Apple-OrangeA recent study

of more than 50,000 respondents reveals that success can be elusive for start-ups and entrepreneurs. Only one-third are mentally, emotionally, and socially equipped to create a successful business. Entrepreneurs need high levels of social intelligence. You’ve heard of IQ and emotional intelligence or EQ. Social intelligence or SQ is the new wave of neuroscience sweeping the world. Without it, you will never reach your full entrepreneurial potential.

However, currently, only 33 percent of entrepreneurs have high social intelligence. They are happier, more optimistic, more confident, and more engaged than anyone else.

They are urban dwellers with 71 percent living in capital cities. They are also younger – 61 percent are aged between 18 and 49. And they’re well educated with half having a university qualification.

If this sounds like you, let’s check a few more features:

Do you look for new experiences every day? Are you optimistic about the future? Do you believe in taking risks? Are you more outgoing than introverted? Do you like physical activity? Is success important to you?

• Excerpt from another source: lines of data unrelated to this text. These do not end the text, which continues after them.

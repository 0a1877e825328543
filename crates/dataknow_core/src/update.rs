use chrono::{DateTime, Utc};
use dataknow_logging::{dk_debug, dk_info, dk_warn};

use crate::limits::PROGRESS_STEP;
use crate::state::ProgressChange;
use crate::{
    AppState, CandidateFile, DocumentId, DocumentPayload, DownloadStatus, Effect, JobStatus, Msg,
};

/// Pure update function: applies a message to state and returns any effects.
///
/// Every writer (upload ticks, job results, user removal) goes through here, so each
/// message acts on the latest state and never on a snapshot captured earlier.
pub fn update(mut state: AppState, msg: Msg) -> (AppState, Vec<Effect>) {
    if state.is_closed() {
        return (state, Vec::new());
    }

    let effects = match msg {
        Msg::FilesReceived { files, received_at } => {
            on_files_received(&mut state, &files, received_at)
        }
        Msg::RemoveDocument(id) => {
            if state.remove_document(id) {
                dk_info!("Removed {}", id);
                vec![Effect::CancelDocumentTimers { document: id }]
            } else {
                Vec::new()
            }
        }
        Msg::UploadTick(id) => {
            let change =
                state.advance_upload(id, |progress| progress.saturating_add(PROGRESS_STEP));
            upload_effects(&state, id, change)
        }
        Msg::UploadProgressed { id, percent } => {
            let change = state.advance_upload(id, |_| percent);
            upload_effects(&state, id, change)
        }
        Msg::UploadFailed { id, reason } => {
            dk_warn!("Upload of {} failed: {}", id, reason);
            if state.fail_upload(id, reason) {
                vec![Effect::CancelDocumentTimers { document: id }]
            } else {
                Vec::new()
            }
        }
        Msg::PromotionDue(id) => {
            state.promote(id);
            Vec::new()
        }
        Msg::NoticeExpired(notice) => {
            state.expire_notice(notice);
            Vec::new()
        }
        Msg::TabSelected(tab) => {
            state.select_tab(tab);
            Vec::new()
        }
        Msg::AnalyzeClicked => on_analyze_clicked(&mut state),
        Msg::AnalysisStarted { submission, job_id } => {
            let interval = state.timings().poll_interval;
            let max_attempts = state.timings().max_poll_attempts;
            match state.job_for_submission(submission) {
                Some(job) if job.job_id.is_none() => {
                    dk_info!("Analysis job {} started", job_id);
                    job.job_id = Some(job_id.clone());
                    state.mark_dirty();
                    vec![Effect::StartPolling {
                        job_id,
                        interval,
                        max_attempts,
                    }]
                }
                _ => {
                    dk_debug!("Ignoring start of job {} for a stale submission", job_id);
                    Vec::new()
                }
            }
        }
        Msg::SubmissionFailed {
            submission,
            message,
        } => {
            if let Some(job) = state.job_for_submission(submission) {
                dk_warn!("Analysis submission failed: {}", message);
                job.fail(message);
                state.mark_dirty();
            }
            Vec::new()
        }
        Msg::JobStatusReceived { job_id, report } => {
            match state.apply_report(&job_id, report) {
                Some(JobStatus::Completed) => dk_info!("Analysis job {} completed", job_id),
                Some(JobStatus::Error) => dk_warn!("Analysis job {} reported an error", job_id),
                Some(status) => dk_debug!("Analysis job {} is now {:?}", job_id, status),
                None => {}
            }
            Vec::new()
        }
        Msg::PollingFailed { job_id, message } => {
            if let Some(job) = state.job_awaiting(&job_id) {
                dk_warn!("Polling job {} failed: {}", job_id, message);
                job.fail(message);
                state.mark_dirty();
            }
            Vec::new()
        }
        Msg::PollingExhausted { job_id, attempts } => {
            if let Some(job) = state.job_awaiting(&job_id) {
                dk_warn!("Job {} still running after {} status checks", job_id, attempts);
                job.fail(format!("analysis timed out after {attempts} status checks"));
                state.mark_dirty();
            }
            Vec::new()
        }
        Msg::DownloadConsolidatedClicked => {
            let artifact = state
                .job()
                .filter(|job| job.status() == JobStatus::Completed)
                .and_then(|job| job.artifact().cloned());
            match artifact {
                Some(artifact) => {
                    state.track_download(artifact.clone());
                    vec![Effect::DownloadArtifact { artifact }]
                }
                None => Vec::new(),
            }
        }
        Msg::CustomPanelToggled => {
            state.toggle_custom_panel();
            Vec::new()
        }
        Msg::CustomPromptChanged(prompt) => {
            state.set_prompt(prompt);
            Vec::new()
        }
        Msg::GenerateClicked => {
            if !state.custom().can_generate() {
                return (state, Vec::new());
            }
            let prompt = state.custom().prompt().trim().to_string();
            let request = state.begin_generation();
            vec![Effect::GenerateCustom { request, prompt }]
        }
        Msg::CancelGeneration => match state.cancel_generation() {
            Some(request) => vec![Effect::CancelCustomGeneration { request }],
            None => Vec::new(),
        },
        Msg::CustomGenerated { request, artifact } => {
            if !state.finish_generation(request) {
                return (state, Vec::new());
            }
            let custom = state.custom_mut();
            custom.artifact = Some(artifact.clone());
            custom.prompt.clear();
            custom.panel_visible = false;
            state.track_download(artifact.clone());
            vec![Effect::DownloadArtifact { artifact }]
        }
        Msg::CustomGenerationFailed { request, message } => {
            if state.finish_generation(request) {
                dk_warn!("Custom analysis failed: {}", message);
                state.custom_mut().failure = Some(message);
            }
            Vec::new()
        }
        Msg::ArtifactSaved { artifact, path } => {
            dk_info!("Saved {} to {:?}", artifact, path);
            state.settle_download(&artifact, DownloadStatus::Saved(path));
            Vec::new()
        }
        Msg::ArtifactDownloadFailed { artifact, message } => {
            dk_warn!("Download of {} failed: {}", artifact, message);
            state.settle_download(&artifact, DownloadStatus::Failed(message));
            Vec::new()
        }
        Msg::Shutdown => {
            state.cancel_generation();
            state.close();
            vec![Effect::Teardown]
        }
        Msg::Tick | Msg::NoOp => Vec::new(),
    };

    (state, effects)
}

fn on_files_received(
    state: &mut AppState,
    files: &[CandidateFile],
    received_at: DateTime<Utc>,
) -> Vec<Effect> {
    if files.is_empty() {
        return Vec::new();
    }
    let (created, report) = state.intake(files, received_at);
    let timings = *state.timings();

    let mut effects = Vec::with_capacity(created.len() + 1);
    for (document, index) in created {
        effects.push(Effect::StartUploadTicker {
            document,
            period: timings.tick_period(index),
        });
    }

    match report.first_reason() {
        Some(reason) => {
            dk_info!(
                "Intake accepted {} file(s), rejected {} ({})",
                report.accepted.len(),
                report.rejections.len(),
                reason
            );
            let notice = state.raise_notice(reason);
            effects.push(Effect::ScheduleNoticeExpiry {
                notice,
                delay: timings.notice_ttl,
            });
        }
        None => {
            dk_info!("Intake accepted {} file(s)", report.accepted.len());
            state.clear_notice();
        }
    }
    effects
}

fn upload_effects(state: &AppState, document: DocumentId, change: ProgressChange) -> Vec<Effect> {
    match change {
        ProgressChange::ReachedProcessing => {
            dk_debug!("{} uploaded, processing", document);
            vec![
                Effect::CancelUploadTicker { document },
                Effect::SchedulePromotion {
                    document,
                    delay: state.timings().promotion_delay,
                },
            ]
        }
        ProgressChange::Advanced | ProgressChange::Ignored => Vec::new(),
    }
}

fn on_analyze_clicked(state: &mut AppState) -> Vec<Effect> {
    if !state.can_analyze() {
        dk_info!(
            "Analysis refused: {} document(s), uploading={}, analyzing={}",
            state.registry().count(),
            state.registry().any_uploading(),
            state.is_analyzing()
        );
        return Vec::new();
    }

    let documents = state
        .registry()
        .list()
        .map(|doc| DocumentPayload {
            id: doc.id(),
            name: doc.name().to_string(),
            category: doc.category(),
            size_label: doc.size_label().to_string(),
        })
        .collect::<Vec<_>>();
    let language = state.language();
    let submission = state.begin_job();
    dk_info!("Submitting {} document(s) for analysis", documents.len());
    vec![Effect::SubmitAnalysis {
        submission,
        documents,
        language,
    }]
}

If these characteristics describe you, chances are you’re set for success.

If not, don’t worry. Social intelligence is not like regular intelligence (IQ) – anyone, even if you’re an entrepreneur with low social intelligence, can lift their social intelligence quotient (SQ). You can improve your potential for success.

It is social intelligence or the richness of our life, rather than our IQ, that truly makes successful entrepreneurs what they are. For example, it can help predict how people will behave given a particular set of circumstances. It also gives us the ability to understand the effect others have on us and the ability to understand that others’ reactions may differ from our own, based upon their own set of life experiences and events.

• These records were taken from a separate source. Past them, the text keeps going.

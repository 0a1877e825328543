use std::path::PathBuf;

use clap::Parser;

use super::config::LanguageCode;
use super::logging::LogDestination;

/// Upload documents, run an analysis job and download the reports.
#[derive(Debug, Parser)]
#[command(name = "dataknow", version)]
pub struct Cli {
    /// Documents to submit (pdf, doc, docx, xls, xlsx, txt, csv).
    #[arg(required = true)]
    pub files: Vec<PathBuf>,

    /// RON configuration file. A missing file means defaults.
    #[arg(long, default_value = "dataknow.ron")]
    pub config: PathBuf,

    /// Base URL of the analysis service. Without one the built-in simulator is used.
    #[arg(long)]
    pub endpoint: Option<String>,

    /// Directory downloaded reports are written to.
    #[arg(long)]
    pub output: Option<PathBuf>,

    /// Language the summaries are written in.
    #[arg(long, value_enum)]
    pub language: Option<LanguageCode>,

    /// Also generate a custom analysis for this prompt once the main job completes.
    #[arg(long)]
    pub prompt: Option<String>,

    /// Where log output goes.
    #[arg(long, value_enum, default_value_t = LogDestination::Terminal)]
    pub log: LogDestination,

    /// Log debug output.
    #[arg(short, long)]
    pub verbose: bool,
}
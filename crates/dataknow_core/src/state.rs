use std::path::PathBuf;

use chrono::{DateTime, Utc};

use crate::limits::{Timings, PROCESSING_THRESHOLD};
use crate::validate::{validate, RejectionReason, ValidationReport};
use crate::view_model::AppViewModel;
use crate::{
    AnalysisJob, ArtifactRef, CandidateFile, CustomAnalysis, Document, DocumentId,
    DocumentRegistry, DocumentStatus, JobId, JobReport, JobStatus, RequestId, SubmissionId,
};

/// Language the remote service writes summaries in.
#[derive(Debug, Clone, Copy, PartialEq, Eq, Default)]
pub enum Language {
    #[default]
    En,
    Es,
}

impl Language {
    pub fn code(self) -> &'static str {
        match self {
            Language::En => "en",
            Language::Es => "es",
        }
    }
}

#[derive(Debug, Clone, Copy, PartialEq, Eq, Default)]
pub enum ActiveTab {
    #[default]
    Upload,
    Analysis,
}

#[derive(Debug, Clone, Copy, PartialEq, Eq, Hash)]
pub struct NoticeId(pub u64);

/// Transient feedback for a rejected intake batch.
#[derive(Debug, Clone, Copy, PartialEq, Eq)]
pub struct Notice {
    pub id: NoticeId,
    pub reason: RejectionReason,
}

#[derive(Debug, Clone, PartialEq, Eq)]
pub enum DownloadStatus {
    InProgress,
    Saved(PathBuf),
    Failed(String),
}

#[derive(Debug, Clone, PartialEq, Eq)]
pub struct DownloadRecord {
    pub artifact: ArtifactRef,
    pub status: DownloadStatus,
}

/// Explicitly owned session state. Only `update` mutates it.
#[derive(Debug, Clone, PartialEq, Eq, Default)]
pub struct AppState {
    timings: Timings,
    language: Language,
    registry: DocumentRegistry,
    notice: Option<Notice>,
    job: Option<AnalysisJob>,
    custom: CustomAnalysis,
    active_tab: ActiveTab,
    downloads: Vec<DownloadRecord>,
    next_document: u64,
    next_submission: u64,
    next_request: u64,
    next_notice: u64,
    closed: bool,
    dirty: bool,
}

/// What the reducer needs to emit effects after a progress change.
#[derive(Debug, Clone, Copy, PartialEq, Eq)]
pub(crate) enum ProgressChange {
    Ignored,
    Advanced,
    ReachedProcessing,
}

impl AppState {
    pub fn new() -> Self {
        Self::default()
    }

    pub fn with_settings(timings: Timings, language: Language) -> Self {
        Self {
            timings,
            language,
            ..Self::default()
        }
    }

    pub fn view(&self) -> AppViewModel {
        AppViewModel::from_state(self)
    }

    /// Returns whether anything changed since the last call, and resets the flag.
    pub fn consume_dirty(&mut self) -> bool {
        std::mem::take(&mut self.dirty)
    }

    pub fn is_dirty(&self) -> bool {
        self.dirty
    }

    pub fn timings(&self) -> &Timings {
        &self.timings
    }

    pub fn language(&self) -> Language {
        self.language
    }

    pub fn registry(&self) -> &DocumentRegistry {
        &self.registry
    }

    pub fn notice(&self) -> Option<Notice> {
        self.notice
    }

    pub fn job(&self) -> Option<&AnalysisJob> {
        self.job.as_ref()
    }

    pub fn custom(&self) -> &CustomAnalysis {
        &self.custom
    }

    pub fn active_tab(&self) -> ActiveTab {
        self.active_tab
    }

    pub fn downloads(&self) -> &[DownloadRecord] {
        &self.downloads
    }

    pub fn is_closed(&self) -> bool {
        self.closed
    }

    /// A job has been submitted and has not reached a terminal status.
    pub fn is_analyzing(&self) -> bool {
        self.job.as_ref().is_some_and(AnalysisJob::in_flight)
    }

    pub fn can_analyze(&self) -> bool {
        !self.closed
            && !self.registry.is_empty()
            && !self.registry.any_uploading()
            && !self.is_analyzing()
    }

    pub(crate) fn mark_dirty(&mut self) {
        self.dirty = true;
    }

    pub(crate) fn close(&mut self) {
        self.closed = true;
        self.mark_dirty();
    }

    pub(crate) fn select_tab(&mut self, tab: ActiveTab) {
        if self.active_tab != tab {
            self.active_tab = tab;
            self.mark_dirty();
        }
    }

    /// Validates a batch and registers the accepted files.
    ///
    /// Returns the new ids paired with their batch position, plus the validation report.
    pub(crate) fn intake(
        &mut self,
        files: &[CandidateFile],
        received_at: DateTime<Utc>,
    ) -> (Vec<(DocumentId, usize)>, ValidationReport) {
        let report = validate(files, self.registry.count());
        let mut created = Vec::with_capacity(report.accepted.len());
        let mut docs = Vec::with_capacity(report.accepted.len());
        for (index, file) in report.accepted.iter().enumerate() {
            self.next_document += 1;
            let id = DocumentId(self.next_document);
            docs.push(Document::new(id, file, received_at));
            created.push((id, index));
        }
        if !docs.is_empty() {
            self.registry.add(docs);
            self.mark_dirty();
        }
        (created, report)
    }

    pub(crate) fn raise_notice(&mut self, reason: RejectionReason) -> NoticeId {
        self.next_notice += 1;
        let id = NoticeId(self.next_notice);
        self.notice = Some(Notice { id, reason });
        self.mark_dirty();
        id
    }

    pub(crate) fn clear_notice(&mut self) {
        if self.notice.take().is_some() {
            self.mark_dirty();
        }
    }

    /// Clears the notice only if it is still the one identified by `id`.
    pub(crate) fn expire_notice(&mut self, id: NoticeId) {
        if self.notice.is_some_and(|notice| notice.id == id) {
            self.clear_notice();
        }
    }

    pub(crate) fn remove_document(&mut self, id: DocumentId) -> bool {
        let removed = self.registry.remove(id).is_some();
        if removed {
            self.mark_dirty();
        }
        removed
    }

    /// Raises upload progress to `target` (never lowers it) on an uploading document.
    pub(crate) fn advance_upload(
        &mut self,
        id: DocumentId,
        target: impl FnOnce(u8) -> u8,
    ) -> ProgressChange {
        let mut change = ProgressChange::Ignored;
        self.registry.update(id, |doc| {
            if doc.status != DocumentStatus::Uploading {
                return;
            }
            let next = target(doc.progress).min(100).max(doc.progress);
            if next == doc.progress {
                return;
            }
            doc.progress = next;
            change = if next >= PROCESSING_THRESHOLD {
                doc.status = DocumentStatus::Processing;
                ProgressChange::ReachedProcessing
            } else {
                ProgressChange::Advanced
            };
        });
        if change != ProgressChange::Ignored {
            self.mark_dirty();
        }
        change
    }

    pub(crate) fn promote(&mut self, id: DocumentId) -> bool {
        let mut promoted = false;
        self.registry.update(id, |doc| {
            if doc.status == DocumentStatus::Processing {
                doc.status = DocumentStatus::Completed;
                promoted = true;
            }
        });
        if promoted {
            self.mark_dirty();
        }
        promoted
    }

    pub(crate) fn fail_upload(&mut self, id: DocumentId, reason: String) -> bool {
        let mut failed = false;
        self.registry.update(id, |doc| {
            if matches!(doc.status, DocumentStatus::Uploading | DocumentStatus::Processing) {
                doc.status = DocumentStatus::Error;
                doc.failure = Some(reason);
                failed = true;
            }
        });
        if failed {
            self.mark_dirty();
        }
        failed
    }

    /// Starts a new job, superseding a finished one. Callers check `can_analyze` first.
    pub(crate) fn begin_job(&mut self) -> SubmissionId {
        self.next_submission += 1;
        let submission = SubmissionId(self.next_submission);
        self.job = Some(AnalysisJob::submitted(submission));
        self.active_tab = ActiveTab::Analysis;
        self.mark_dirty();
        submission
    }

    /// Mutable access to the in-flight job created by `submission`.
    pub(crate) fn job_for_submission(
        &mut self,
        submission: SubmissionId,
    ) -> Option<&mut AnalysisJob> {
        self.job
            .as_mut()
            .filter(|job| job.submission == submission && job.in_flight())
    }

    pub(crate) fn job_awaiting(&mut self, job_id: &JobId) -> Option<&mut AnalysisJob> {
        self.job.as_mut().filter(|job| job.awaits_report(job_id))
    }

    /// Applies a status report to the current job. Returns the new status if it changed.
    pub(crate) fn apply_report(&mut self, job_id: &JobId, report: JobReport) -> Option<JobStatus> {
        let job = self.job.as_mut().filter(|job| job.awaits_report(job_id))?;
        job.polls += 1;
        let previous = job.status;
        match report.status {
            JobStatus::Pending | JobStatus::Processing => {
                job.status = report.status;
            }
            JobStatus::Error => {
                let message = report
                    .message
                    .unwrap_or_else(|| "analysis failed on the remote service".to_string());
                job.fail(message);
            }
            JobStatus::Completed => {
                for entry in &report.documents {
                    self.registry.update(entry.id, |doc| {
                        doc.summary = Some(entry.summary.clone());
                        // A failed upload stays failed even if the service summarized it.
                        if doc.status == DocumentStatus::Processing {
                            doc.status = DocumentStatus::Completed;
                        }
                    });
                }
                let summarized: Vec<DocumentId> =
                    report.documents.iter().map(|entry| entry.id).collect();
                let job = self.job.as_mut()?;
                job.result_documents = self
                    .registry
                    .list()
                    .filter(|doc| summarized.contains(&doc.id()))
                    .cloned()
                    .collect();
                job.artifact = report.artifact;
                job.status = JobStatus::Completed;
            }
        }
        let current = self.job.as_ref()?.status;
        self.mark_dirty();
        (current != previous).then_some(current)
    }

    pub(crate) fn set_prompt(&mut self, prompt: String) {
        if self.custom.prompt != prompt {
            self.custom.prompt = prompt;
            self.mark_dirty();
        }
    }

    pub(crate) fn toggle_custom_panel(&mut self) {
        self.custom.panel_visible = !self.custom.panel_visible;
        self.mark_dirty();
    }

    pub(crate) fn begin_generation(&mut self) -> RequestId {
        self.next_request += 1;
        let request = RequestId(self.next_request);
        self.custom.request = Some(request);
        self.custom.failure = None;
        self.mark_dirty();
        request
    }

    /// Clears the in-flight generation if it is `request`; returns whether it was.
    pub(crate) fn finish_generation(&mut self, request: RequestId) -> bool {
        if self.custom.request == Some(request) {
            self.custom.request = None;
            self.mark_dirty();
            true
        } else {
            false
        }
    }

    pub(crate) fn cancel_generation(&mut self) -> Option<RequestId> {
        let request = self.custom.request.take()?;
        self.mark_dirty();
        Some(request)
    }

    pub(crate) fn custom_mut(&mut self) -> &mut CustomAnalysis {
        &mut self.custom
    }

    pub(crate) fn track_download(&mut self, artifact: ArtifactRef) {
        self.downloads.push(DownloadRecord {
            artifact,
            status: DownloadStatus::InProgress,
        });
        self.mark_dirty();
    }

    pub(crate) fn settle_download(&mut self, artifact: &ArtifactRef, status: DownloadStatus) {
        let pending = self.downloads.iter_mut().find(|record| {
            &record.artifact == artifact && record.status == DownloadStatus::InProgress
        });
        if let Some(record) = pending {
            record.status = status;
            self.mark_dirty();
        }
    }
}
use std::path::PathBuf;

use chrono::{DateTime, Utc};

use crate::{
    ActiveTab, ArtifactRef, CandidateFile, DocumentId, JobId, JobReport, NoticeId, RequestId,
    SubmissionId,
};

#[derive(Debug, Clone, PartialEq, Eq)]
pub enum Msg {
    /// User dropped or picked files.
    FilesReceived {
        files: Vec<CandidateFile>,
        received_at: DateTime<Utc>,
    },
    /// User removed a document from the list.
    RemoveDocument(DocumentId),
    /// One simulated upload tick for a document.
    UploadTick(DocumentId),
    /// Progress callback from a real transfer.
    UploadProgressed { id: DocumentId, percent: u8 },
    /// Transport failure for an upload.
    UploadFailed { id: DocumentId, reason: String },
    /// The delay between processing and completed elapsed.
    PromotionDue(DocumentId),
    /// The rejection notice lifetime elapsed.
    NoticeExpired(NoticeId),
    /// User switched tabs.
    TabSelected(ActiveTab),
    /// User clicked "start analysis".
    AnalyzeClicked,
    /// The remote service accepted a submission.
    AnalysisStarted {
        submission: SubmissionId,
        job_id: JobId,
    },
    /// The start call failed.
    SubmissionFailed {
        submission: SubmissionId,
        message: String,
    },
    /// One status answer for a job.
    JobStatusReceived { job_id: JobId, report: JobReport },
    /// A status query failed at the transport level.
    PollingFailed { job_id: JobId, message: String },
    /// The poller gave up after its attempt budget.
    PollingExhausted { job_id: JobId, attempts: u32 },
    /// User asked for the consolidated artifact.
    DownloadConsolidatedClicked,
    /// User opened or closed the custom analysis panel.
    CustomPanelToggled,
    /// User edited the custom analysis prompt.
    CustomPromptChanged(String),
    /// User clicked "generate" on the custom analysis panel.
    GenerateClicked,
    /// User aborted the running generation.
    CancelGeneration,
    /// The custom generation produced an artifact.
    CustomGenerated {
        request: RequestId,
        artifact: ArtifactRef,
    },
    /// The custom generation failed.
    CustomGenerationFailed { request: RequestId, message: String },
    /// An artifact was written to disk.
    ArtifactSaved { artifact: ArtifactRef, path: PathBuf },
    /// An artifact could not be fetched or written.
    ArtifactDownloadFailed {
        artifact: ArtifactRef,
        message: String,
    },
    /// The consuming view is going away.
    Shutdown,
    /// UI/render tick to coalesce rendering.
    Tick,
    /// Fallback for placeholder wiring.
    NoOp,
}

Social intelligence is a measure of self and social awareness, evolved social beliefs and attitudes, and a capacity and appetite to manage complex social environments and change – nowhere is this more vital than in entrepreneurial success.

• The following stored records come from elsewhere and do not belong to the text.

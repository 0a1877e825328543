use std::time::Duration;

use dataknow_engine::{
    AnalysisRequest, AnalysisService, ArtifactRef, DocumentPayload, FailureKind, JobHandle,
    RemoteStatus, ReqwestAnalysisService, ServiceSettings,
};
use pretty_assertions::assert_eq;
use serde_json::json;
use wiremock::matchers::{body_partial_json, method, path};
use wiremock::{Mock, MockServer, ResponseTemplate};

fn service_for(server: &MockServer) -> ReqwestAnalysisService {
    ReqwestAnalysisService::new(ServiceSettings {
        base_url: server.uri(),
        ..ServiceSettings::default()
    })
    .expect("valid settings")
}

fn request() -> AnalysisRequest {
    AnalysisRequest {
        documents: vec![DocumentPayload {
            id: 1,
            name: "study.pdf".to_string(),
            category: "scientific".to_string(),
            size_label: "2.0 MB".to_string(),
        }],
        language: "es".to_string(),
    }
}

#[tokio::test]
async fn start_analysis_posts_documents_and_returns_the_job_id() {
    let server = MockServer::start().await;
    Mock::given(method("POST"))
        .and(path("/api/analysis"))
        .and(body_partial_json(json!({
            "language": "es",
            "documents": [{ "id": 1, "name": "study.pdf", "sizeLabel": "2.0 MB" }]
        })))
        .respond_with(ResponseTemplate::new(200).set_body_json(json!({ "jobId": "job-7" })))
        .expect(1)
        .mount(&server)
        .await;

    let job = service_for(&server).start_analysis(&request()).await.unwrap();
    assert_eq!(job, JobHandle("job-7".to_string()));
}

#[tokio::test]
async fn job_status_decodes_a_completed_report() {
    let server = MockServer::start().await;
    Mock::given(method("GET"))
        .and(path("/api/analysis/job-7"))
        .respond_with(ResponseTemplate::new(200).set_body_json(json!({
            "status": "completed",
            "documents": [{ "id": 1, "summary": "Short summary" }],
            "artifactRef": "artifacts/documento-consolidado.pdf"
        })))
        .mount(&server)
        .await;

    let report = service_for(&server)
        .job_status(&JobHandle("job-7".to_string()))
        .await
        .unwrap();
    assert_eq!(report.status, RemoteStatus::Completed);
    assert_eq!(report.documents.len(), 1);
    assert_eq!(report.documents[0].summary, "Short summary");
    assert_eq!(
        report.artifact_ref,
        Some(ArtifactRef("artifacts/documento-consolidado.pdf".to_string()))
    );
    assert_eq!(report.error, None);
}

#[tokio::test]
async fn job_status_without_documents_is_still_valid() {
    let server = MockServer::start().await;
    Mock::given(method("GET"))
        .and(path("/api/analysis/job-7"))
        .respond_with(ResponseTemplate::new(200).set_body_json(json!({ "status": "processing" })))
        .mount(&server)
        .await;

    let report = service_for(&server)
        .job_status(&JobHandle("job-7".to_string()))
        .await
        .unwrap();
    assert_eq!(report.status, RemoteStatus::Processing);
    assert!(report.documents.is_empty());
}

#[tokio::test]
async fn server_errors_map_to_http_status() {
    let server = MockServer::start().await;
    Mock::given(method("POST"))
        .and(path("/api/analysis"))
        .respond_with(ResponseTemplate::new(500))
        .mount(&server)
        .await;

    let err = service_for(&server)
        .start_analysis(&request())
        .await
        .unwrap_err();
    assert_eq!(err.kind, FailureKind::HttpStatus(500));
}

#[tokio::test]
async fn unknown_job_maps_to_not_found() {
    let server = MockServer::start().await;

    let err = service_for(&server)
        .job_status(&JobHandle("missing".to_string()))
        .await
        .unwrap_err();
    assert_eq!(err.kind, FailureKind::NotFound);
}

#[tokio::test]
async fn malformed_body_maps_to_decode() {
    let server = MockServer::start().await;
    Mock::given(method("GET"))
        .and(path("/api/analysis/job-7"))
        .respond_with(ResponseTemplate::new(200).set_body_string("not json"))
        .mount(&server)
        .await;

    let err = service_for(&server)
        .job_status(&JobHandle("job-7".to_string()))
        .await
        .unwrap_err();
    assert_eq!(err.kind, FailureKind::Decode);
}

#[tokio::test]
async fn generate_custom_sends_the_prompt() {
    let server = MockServer::start().await;
    Mock::given(method("POST"))
        .and(path("/api/custom-analysis"))
        .and(body_partial_json(json!({ "prompt": "Compare methods" })))
        .respond_with(
            ResponseTemplate::new(200).set_body_json(json!({ "artifactRef": "custom-1.pdf" })),
        )
        .expect(1)
        .mount(&server)
        .await;

    let artifact = service_for(&server)
        .generate_custom("Compare methods")
        .await
        .unwrap();
    assert_eq!(artifact, ArtifactRef("custom-1.pdf".to_string()));
}

#[tokio::test]
async fn fetch_artifact_resolves_relative_and_absolute_references() {
    let server = MockServer::start().await;
    Mock::given(method("GET"))
        .and(path("/artifacts/report.pdf"))
        .respond_with(ResponseTemplate::new(200).set_body_bytes(b"%PDF-1.7".to_vec()))
        .expect(2)
        .mount(&server)
        .await;
    let service = service_for(&server);

    let relative = service
        .fetch_artifact(&ArtifactRef("artifacts/report.pdf".to_string()))
        .await
        .unwrap();
    let absolute = service
        .fetch_artifact(&ArtifactRef(format!("{}/artifacts/report.pdf", server.uri())))
        .await
        .unwrap();
    assert_eq!(&relative[..], b"%PDF-1.7");
    assert_eq!(relative, absolute);
}

#[tokio::test]
async fn fetch_artifact_enforces_the_size_cap() {
    let server = MockServer::start().await;
    Mock::given(method("GET"))
        .and(path("/big.pdf"))
        .respond_with(ResponseTemplate::new(200).set_body_bytes(vec![0_u8; 64]))
        .mount(&server)
        .await;
    let service = ReqwestAnalysisService::new(ServiceSettings {
        base_url: server.uri(),
        max_artifact_bytes: 16,
        ..ServiceSettings::default()
    })
    .unwrap();

    let err = service
        .fetch_artifact(&ArtifactRef("big.pdf".to_string()))
        .await
        .unwrap_err();
    assert!(matches!(err.kind, FailureKind::TooLarge { max_bytes: 16, .. }));
}

#[tokio::test]
async fn slow_responses_map_to_timeout() {
    let server = MockServer::start().await;
    Mock::given(method("GET"))
        .and(path("/api/analysis/job-7"))
        .respond_with(
            ResponseTemplate::new(200)
                .set_body_json(json!({ "status": "processing" }))
                .set_delay(Duration::from_secs(2)),
        )
        .mount(&server)
        .await;
    let service = ReqwestAnalysisService::new(ServiceSettings {
        base_url: server.uri(),
        request_timeout: Duration::from_millis(100),
        ..ServiceSettings::default()
    })
    .unwrap();

    let err = service
        .job_status(&JobHandle("job-7".to_string()))
        .await
        .unwrap_err();
    assert_eq!(err.kind, FailureKind::Timeout);
}

#[test]
fn invalid_base_url_is_rejected() {
    let err = ReqwestAnalysisService::new(ServiceSettings {
        base_url: "not a url".to_string(),
        ..ServiceSettings::default()
    })
    .unwrap_err();
    assert_eq!(err.kind, FailureKind::InvalidUrl);
}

It’s not enough to be clever. Chimpanzees, for example, are very clever at the level of being able to make observations and remember things. Remarkably, their memory is better than humans, but they are inept at handling interpersonal relationships.

So, something else is needed. And that is an understanding of how people work from the inside.

Scientists used to believe they could understand human beings, rats, pigeons, and primates by just watching what goes on, and writing it all down. It turns out they were wrong – this simply doesn’t work. What does work is understanding what predicts and drives our behaviour, not just behaviour itself.

Social intelligence is pivotal to successful social behaviour. And successful social behaviour is pivotal in managing the complexity of a highly competitive marketplace.

Therefore, measuring IQ or emotional intelligence (EQ) is no longer enough. In the search to find the true entrepreneurial self, you need to lift yourself to peak ability. You need to lift your social intelligence. Then you can broaden and build creativity; fuel your optimism; find resilience and “grit”; bring your personal strengths to the forefront of your own efforts; create flourishing relationships, and unlock a massive 30 percent greater productivity.